*What is expected*
Lines below that include the word "String" should each be copied.

*The input*

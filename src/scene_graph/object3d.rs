use id_arena::Id;

use crate::scene_graph::mesh::{Mesh, MeshId};
use crate::scene_graph::scene::Scene;
use crate::scene_graph::transform::Transform;

pub type ObjectId = Id<Object3D>;

#[derive(Debug, Default)]
pub struct Object3D {
    pub name: String,
    pub transform: Transform,
    pub mesh_id: Option<MeshId>,
    pub parent_id: Option<ObjectId>,
    pub child_ids: Vec<ObjectId>,
}

impl Object3D {
    pub fn named(name: impl Into<String>) -> Self {
        Self {
            name: name.into(),
            ..Default::default()
        }
    }

    pub fn with_transform(mut self, transform: Transform) -> Self {
        self.transform = transform;
        self
    }

    pub fn with_mesh(mut self, mesh_id: MeshId) -> Self {
        self.mesh_id = Some(mesh_id);
        self
    }

    pub fn parent<'a>(&self, scene: &'a Scene) -> Option<&'a Object3D> {
        self.parent_id.and_then(|id| scene.get_object(id))
    }

    pub fn mesh<'a>(&self, scene: &'a Scene) -> Option<&'a Mesh> {
        self.mesh_id.and_then(|id| scene.get_mesh(id))
    }
}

*Task solution*
    pub name: String,
    pub fn named(name: impl Into<String>) -> Self {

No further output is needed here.